Of course li omini boni wish to know
. Thus Leonardo (1452-1519) reaffirmed the centrality of knowledge and the need for science, art and technique to be profoundly united. It was precisely this perfect interpenetration that enabled Leonardo to overcome Humanism's distrust of geometry and develop a new disposition towards mathematics, whose essential contribution to artistic creativity must be recognised. From a methodological point of view, he can be considered a forerunner of Galileo because of the essential importance he attached to both experience and mathematics; indeed, it cannot be excluded that Galileo, in developing his mathematical-experimental method, was influenced, albeit indirectly, by Leonardo.

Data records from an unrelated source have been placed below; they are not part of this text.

mod path;

use crate::error::SeeError;
use crate::model::AliasDocument;
use anyhow::{Context, Result};
use log::debug;
use std::fs;
use std::path::{Path, PathBuf};

pub use path::{home_dir, resolve_store_path};

/// Alias bookmarks kept in a single JSON file. Every operation reads the
/// whole document and every mutation rewrites it.
pub struct AliasStore {
    path: PathBuf,
}

impl AliasStore {
    pub fn new(path: PathBuf) -> Self {
        Self { path }
    }

    pub fn path(&self) -> &Path {
        &self.path
    }

    pub fn get_path(&self, name: &str) -> Result<Option<String>> {
        let doc = self.load()?;
        Ok(doc.get_path(name).map(str::to_string))
    }

    pub fn add_path(&self, name: &str, path: &str) -> Result<()> {
        let mut doc = self.load()?;
        if let Some(previous) = doc.add_path(name, path) {
            debug!("alias '{}' replaced {} with {}", name, previous, path);
        }
        self.save(&doc)
    }

    pub fn remove_path(&self, name: &str) -> Result<()> {
        let mut doc = self.load()?;
        if doc.remove_path(name).is_none() {
            return Err(SeeError::NotFound(name.to_string()).into());
        }
        self.save(&doc)
    }

    pub fn rename_path(&self, old: &str, new: &str) -> Result<()> {
        let mut doc = self.load()?;
        if !doc.rename_path(old, new) {
            return Err(SeeError::NotFound(old.to_string()).into());
        }
        self.save(&doc)
    }

    pub fn get_program_path(&self, name: &str) -> Result<Option<String>> {
        let doc = self.load()?;
        Ok(doc.program_path(name).map(str::to_string))
    }

    pub fn set_program_path(&self, name: &str, path: &str) -> Result<()> {
        let mut doc = self.load()?;
        doc.set_program_path(name, path);
        self.save(&doc)
    }

    pub fn list_paths(&self) -> Result<Vec<(String, String)>> {
        Ok(self.load()?.pathlist.into_iter().collect())
    }

    pub fn list_programs(&self) -> Result<Vec<(String, String)>> {
        Ok(self.load()?.program.into_iter().collect())
    }

    /// Reads the document, creating an empty one on disk if the file is
    /// missing.
    pub fn load(&self) -> Result<AliasDocument> {
        if !self.path.exists() {
            debug!("creating empty store at {}", self.path.display());
            let doc = AliasDocument::default();
            self.save(&doc)?;
            return Ok(doc);
        }
        let data = fs::read_to_string(&self.path)
            .with_context(|| format!("unable to read store {}", self.path.display()))?;
        if data.trim().is_empty() {
            return Ok(AliasDocument::default());
        }
        let doc = serde_json::from_str(&data)
            .with_context(|| format!("unable to parse store {}", self.path.display()))?;
        Ok(doc)
    }

    pub fn save(&self, doc: &AliasDocument) -> Result<()> {
        if let Some(parent) = self.path.parent().filter(|p| !p.as_os_str().is_empty()) {
            fs::create_dir_all(parent).with_context(|| {
                format!("unable to create store directory {}", parent.display())
            })?;
        }
        let data = serde_json::to_string_pretty(doc).context("unable to serialize aliases")?;
        fs::write(&self.path, data)
            .with_context(|| format!("unable to write store {}", self.path.display()))?;
        debug!("saved {} aliases to {}", doc.pathlist.len(), self.path.display());
        Ok(())
    }
}

#[cfg(test)]
mod tests {
    use super::AliasStore;
    use crate::error::SeeError;
    use crate::model::AliasDocument;
    use std::fs;
    use tempfile::tempdir;

    fn store_in(dir: &tempfile::TempDir) -> AliasStore {
        AliasStore::new(dir.path().join("pathlist.json"))
    }

    fn not_found_name(err: anyhow::Error) -> String {
        match err.downcast::<SeeError>() {
            Ok(SeeError::NotFound(name)) => name,
            other => panic!("expected not-found, got {:?}", other),
        }
    }

    #[test]
    fn load_creates_missing_file_with_empty_maps() {
        let dir = tempdir().expect("tempdir");
        let store = store_in(&dir);

        let doc = store.load().expect("load");
        assert_eq!(doc, AliasDocument::default());

        let written = fs::read_to_string(store.path()).expect("read");
        let value: serde_json::Value = serde_json::from_str(&written).expect("json");
        assert_eq!(value, serde_json::json!({ "program": {}, "pathlist": {} }));
    }

    #[test]
    fn load_creates_parent_directories() {
        let dir = tempdir().expect("tempdir");
        let store = AliasStore::new(dir.path().join("nested/deeper/pathlist.json"));
        store.load().expect("load");
        assert!(store.path().exists());
    }

    #[test]
    fn save_of_load_is_idempotent() {
        let dir = tempdir().expect("tempdir");
        let store = store_in(&dir);
        store.add_path("proj", "/home/u/proj").expect("add");
        store.set_program_path("code", "/usr/bin/code").expect("program");

        let before = fs::read_to_string(store.path()).expect("read");
        let doc = store.load().expect("load");
        store.save(&doc).expect("save");
        let after = fs::read_to_string(store.path()).expect("read");
        assert_eq!(before, after);
    }

    #[test]
    fn add_then_get_and_overwrite() {
        let dir = tempdir().expect("tempdir");
        let store = store_in(&dir);

        store.add_path("proj", "/a").expect("add");
        assert_eq!(store.get_path("proj").expect("get").as_deref(), Some("/a"));

        store.add_path("proj", "/b").expect("add");
        assert_eq!(store.get_path("proj").expect("get").as_deref(), Some("/b"));
        assert_eq!(store.get_path("nope").expect("get"), None);
    }

    #[test]
    fn remove_absent_reports_not_found_and_keeps_file() {
        let dir = tempdir().expect("tempdir");
        let store = store_in(&dir);
        store.add_path("keep", "/keep").expect("add");
        let before = fs::read_to_string(store.path()).expect("read");

        let err = store.remove_path("ghost").expect_err("should fail");
        assert_eq!(not_found_name(err), "ghost");
        assert_eq!(fs::read_to_string(store.path()).expect("read"), before);
    }

    #[test]
    fn remove_existing_alias() {
        let dir = tempdir().expect("tempdir");
        let store = store_in(&dir);
        store.add_path("tmp", "/tmp").expect("add");
        store.remove_path("tmp").expect("remove");
        assert!(store.list_paths().expect("list").is_empty());
    }

    #[test]
    fn rename_moves_alias() {
        let dir = tempdir().expect("tempdir");
        let store = store_in(&dir);
        store.add_path("a", "/data").expect("add");

        store.rename_path("a", "b").expect("rename");
        assert_eq!(store.get_path("b").expect("get").as_deref(), Some("/data"));
        assert_eq!(store.get_path("a").expect("get"), None);
    }

    #[test]
    fn rename_absent_reports_not_found() {
        let dir = tempdir().expect("tempdir");
        let store = store_in(&dir);
        store.add_path("b", "/b").expect("add");

        let err = store.rename_path("a", "b").expect_err("should fail");
        assert_eq!(not_found_name(err), "a");
        assert_eq!(store.get_path("b").expect("get").as_deref(), Some("/b"));
    }

    #[test]
    fn list_sorts_by_name() {
        let dir = tempdir().expect("tempdir");
        let store = store_in(&dir);
        store.add_path("zeta", "/z").expect("add");
        store.add_path("alpha", "/a").expect("add");

        let list = store.list_paths().expect("list");
        assert_eq!(list[0].0, "alpha");
        assert_eq!(list[1].0, "zeta");
    }

    #[test]
    fn program_overrides_round_trip() {
        let dir = tempdir().expect("tempdir");
        let store = store_in(&dir);
        assert_eq!(store.get_program_path("wt").expect("get"), None);

        store.set_program_path("wt", "/opt/wt").expect("set");
        assert_eq!(
            store.get_program_path("wt").expect("get").as_deref(),
            Some("/opt/wt")
        );
        assert_eq!(store.list_programs().expect("list").len(), 1);
    }

    #[test]
    fn malformed_json_is_an_error() {
        let dir = tempdir().expect("tempdir");
        let store = store_in(&dir);
        fs::write(store.path(), "{ not json").expect("write");

        let err = store.load().expect_err("should fail");
        assert!(err.to_string().contains("unable to parse store"));
        assert_eq!(
            fs::read_to_string(store.path()).expect("read"),
            "{ not json"
        );
    }

    #[test]
    fn blank_file_loads_as_empty_document() {
        let dir = tempdir().expect("tempdir");
        let store = store_in(&dir);
        fs::write(store.path(), "  \n").expect("write");
        assert_eq!(store.load().expect("load"), AliasDocument::default());
    }
}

Leonardo's areas of study are multidisciplinary. Starting with mechanics, his brilliant intuition of the principle of inertia should be noted. He also intuited the principle of the composition of forces and that of the inclined plane, which he took as the basis for explaining the flight of birds, translating each intuition into an attempt at realisation or technical design. It is the first time in the history of mankind that the technique-science dialectic has been implemented with such awareness: each provides the other with aids, suggestions and reasons for meditation. In the other fields of physics, it will suffice to mention two brilliant achievements: the intuition of the analogy between the phenomenon of light and wave phenomena, and the discovery of the principle of communicating vessels. Leonardo also carried out in-depth studies in the field of applied hydraulics, from water regulation to the reclamation of vast territories and the design of extraordinary defensive works, including the flooding of the Po Valley.

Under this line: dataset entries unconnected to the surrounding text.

//! Move advice for a hand, with a human readable reason.
//!
//! The advisor is read-only: it only looks at a hand, the top card and the
//! active color, and never touches game state. [`AdvisorAI`] is an opponent
//! that simply follows the advice.

use serde::Serialize;
use uno_engine::cards::{Card, CardKind, Color};
use uno_engine::game::{ActionRequired, GameState};
use uno_engine::player::PlayerAction;
use uno_engine::rules::is_playable;
use uno_engine::turn::next_index;

use crate::{preferred_color, AIOpponent};

/// Suggested card (if any) and why.
#[derive(Debug, Clone, Eq, PartialEq, Serialize)]
pub struct MoveSuggestion {
    /// Card to play, `None` when nothing in hand is playable
    pub card: Option<Card>,
    /// Position of `card` in the hand
    pub hand_index: Option<usize>,
    pub reason: String,
}

/// Lower ranks are better plays.
fn rank(card: &Card, current_color: Color) -> (u8, u8) {
    match card.kind {
        CardKind::DrawTwo => (0, 0),
        CardKind::Skip => (1, 0),
        CardKind::Reverse => (2, 0),
        // higher numbers first: shed points while keeping the color
        CardKind::Number(v) if card.color == current_color => (3, 9u8.saturating_sub(v)),
        CardKind::Number(v) => (4, 9u8.saturating_sub(v)),
        CardKind::Wild => (5, 0),
        CardKind::WildDrawFour => (6, 0),
    }
}

/// Picks the best playable card for `current_name`.
///
/// Disruptive action cards aimed at `next_name` come first, then numbers
/// that keep the active color, then numbers that change it. Wild cards are
/// kept for last since they fit anywhere. Ties go to the earlier card in hand.
///
/// ```rust
/// use uno_ai::advisor::suggest_move;
/// use uno_engine::cards::{Card, Color};
///
/// let hand = [Card::wild(), Card::number(Color::Red, 3), Card::skip(Color::Red)];
/// let top = Card::number(Color::Red, 8);
/// let s = suggest_move(&hand, &top, Color::Red, "Ann", "Bo");
/// assert_eq!(s.card, Some(Card::skip(Color::Red)));
/// assert_eq!(s.hand_index, Some(2));
/// assert!(s.reason.contains("Bo"));
/// ```
pub fn suggest_move(
    hand: &[Card],
    top: &Card,
    current_color: Color,
    current_name: &str,
    next_name: &str,
) -> MoveSuggestion {
    let best = hand
        .iter()
        .enumerate()
        .filter(|(_, c)| is_playable(c, top, current_color))
        .min_by_key(|(i, c)| (rank(c, current_color), *i));

    let Some((index, &card)) = best else {
        return MoveSuggestion {
            card: None,
            hand_index: None,
            reason: format!(
                "{} has nothing that matches {} on {}, so the only move is to draw",
                current_name, top, current_color
            ),
        };
    };

    let reason = match card.kind {
        CardKind::DrawTwo => format!("{} makes {} draw two cards and miss a turn", card, next_name),
        CardKind::Skip => format!("{} skips {} before they can get rid of cards", card, next_name),
        CardKind::Reverse => format!("{} turns play away from {}", card, next_name),
        CardKind::Number(v) if card.color == current_color => {
            format!("{} keeps the color on {} and sheds a {}", card, current_color, v)
        }
        CardKind::Number(_) => format!("{} matches {} and switches the color to {}", card, top, card.color),
        CardKind::Wild => {
            let color = preferred_color(hand);
            format!("no colored card fits, so Wild lets {} switch to {}", current_name, color)
        }
        CardKind::WildDrawFour => format!(
            "Wild Draw Four is the only playable card and makes {} draw four",
            next_name
        ),
    };

    MoveSuggestion {
        card: Some(card),
        hand_index: Some(index),
        reason,
    }
}

/// Opponent that plays whatever [`suggest_move`] recommends.
#[derive(Debug, Clone, Default)]
pub struct AdvisorAI;

impl AdvisorAI {
    pub fn new() -> Self {
        Self
    }

    /// Advice for `player_index` on the given snapshot.
    pub fn advise(&self, state: &GameState, player_index: usize) -> Option<MoveSuggestion> {
        let player = state.players.get(player_index)?;
        let top = state.top_card()?;
        let next = next_index(player_index, state.num_players(), state.direction);
        Some(suggest_move(
            &player.hand,
            top,
            state.current_color,
            &player.name,
            &state.players[next].name,
        ))
    }
}

impl AIOpponent for AdvisorAI {
    fn get_action(&self, state: &GameState, player_index: usize) -> PlayerAction {
        if state.action_required == ActionRequired::ChooseColor {
            let hand = state
                .players
                .get(player_index)
                .map(|p| p.hand.as_slice())
                .unwrap_or(&[]);
            return PlayerAction::ChooseColor(preferred_color(hand));
        }
        match self.advise(state, player_index).and_then(|s| s.hand_index) {
            Some(hand_index) => PlayerAction::Play { hand_index },
            None => PlayerAction::Draw,
        }
    }

    fn name(&self) -> &str {
        "AdvisorAI"
    }
}

#[cfg(test)]
mod tests {
    use super::*;

    fn red(v: u8) -> Card {
        Card::number(Color::Red, v)
    }

    #[test]
    fn nothing_playable_means_draw() {
        let hand = [Card::number(Color::Blue, 1), Card::skip(Color::Green)];
        let s = suggest_move(&hand, &red(5), Color::Red, "Ann", "Bo");
        assert_eq!(s.card, None);
        assert_eq!(s.hand_index, None);
        assert!(s.reason.contains("draw"));
        assert!(s.reason.contains("Ann"));
    }

    #[test]
    fn ranking_tolerates_values_past_nine() {
        let odd = Card {
            color: Color::Red,
            kind: CardKind::Number(12),
        };
        let hand = [red(3), odd];
        let s = suggest_move(&hand, &red(5), Color::Red, "Ann", "Bo");
        // ranks as a high number, ahead of the 3
        assert_eq!(s.hand_index, Some(1));
    }

    #[test]
    fn draw_two_beats_skip_and_reverse() {
        let hand = [
            Card::reverse(Color::Red),
            Card::skip(Color::Red),
            Card::draw_two(Color::Red),
        ];
        let s = suggest_move(&hand, &red(5), Color::Red, "Ann", "Bo");
        assert_eq!(s.hand_index, Some(2));
        assert!(s.reason.contains("draw two"));
    }

    #[test]
    fn same_color_numbers_come_before_color_changes_and_high_before_low() {
        let hand = [
            Card::number(Color::Blue, 5),
            red(2),
            red(8),
        ];
        let s = suggest_move(&hand, &red(5), Color::Red, "Ann", "Bo");
        assert_eq!(s.card, Some(red(8)));
        assert!(s.reason.contains("keeps the color"));

        let s = suggest_move(&hand[..1], &red(5), Color::Red, "Ann", "Bo");
        assert_eq!(s.card, Some(Card::number(Color::Blue, 5)));
        assert!(s.reason.contains("switches the color to Blue"));
    }

    #[test]
    fn wilds_are_kept_for_last() {
        let hand = [Card::wild_draw_four(), Card::wild(), Card::number(Color::Green, 1)];
        let s = suggest_move(&hand, &red(5), Color::Red, "Ann", "Bo");
        assert_eq!(s.card, Some(Card::wild()));
        assert!(s.reason.contains("Green"));

        let s = suggest_move(&hand[..1], &red(5), Color::Red, "Ann", "Bo");
        assert_eq!(s.card, Some(Card::wild_draw_four()));
        assert!(s.reason.contains("Bo draw four"));
    }

    #[test]
    fn advice_respects_the_active_color_after_a_wild() {
        let hand = [red(3), Card::number(Color::Yellow, 3)];
        let s = suggest_move(&hand, &Card::wild(), Color::Yellow, "Ann", "Bo");
        assert_eq!(s.hand_index, Some(1));
    }
}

In geology he explained the origin of fossils. In astronomy, he realised that the Earth can be considered as a star, and even set out to prove that it must reflect light in a similar way to the Moon. In anatomy, he described the structure and functioning of the eye, made several exact observations on the circulation of blood, and studied the muscles of the heart by drawing its valves. Leonardo carried out his anatomy studies, including autopsy, with the dual purpose of learning more about the human body and improving his skills as an artist. On the other hand, these very skills enabled him to reproduce the things he observed in drawings with exceptional precision and fidelity. If we cannot separate the technician from the scientist in him, even less can we separate the scientist from the artist. The systematic use of drawing to study natural phenomena allowed Leonardo to represent reality in a very faithful manner, admirably uniting science and art.
As far as his human profile is concerned, many accounts and anecdotes are contained in Giorgio Vasari's Le Vite, which describes him as a man of wit, a joker who enjoyed playing pranks on those who visited him.
He loved animals, whom he wanted to be respected as living, sentient creatures. It is said that when he saw in a market some birds kept in cages to be sold, he bought them all and let them fly, giving them back their freedom. He was a convinced animal activist and vegetarian, anticipating current trends.
Curious beyond all limits, versatile and thirsty for knowledge, he sought out in the most hidden and infamous corners of the city the characters we see masterfully portrayed in his drawings and paintings. Extraordinary is his pictorial art in which even nature appears perfectly reproduced.
He always regretted not knowing Latin. 'Omo sanza lettere', so he calls himself on a page of the Codex Atlanticus. For Leonardo, who aspired to make art a science and science an art, knowledge of the language of the learned would have been a fundamental requirement to attract the consideration of the academic world. He was undoubtedly a prolific writer, although he only composed the Treatise on Painting, but there are many notebooks he left behind. Before their contents were made known, it took some time as he was extremely jealous of them. To keep his notes a complete secret, he wrote backwards, so that his sheets could only be read in a mirror.
From the distance of five centuries, Leonardo looks at us with a stern gaze as he appears in his self-portrait: but his true face refers to other dimensions: those of a friendly and joking man, a non-conformist, an inimitable genius, a contemporary who hated arrogance, convinced, as he wrote, that true intelligence ignores arrogance.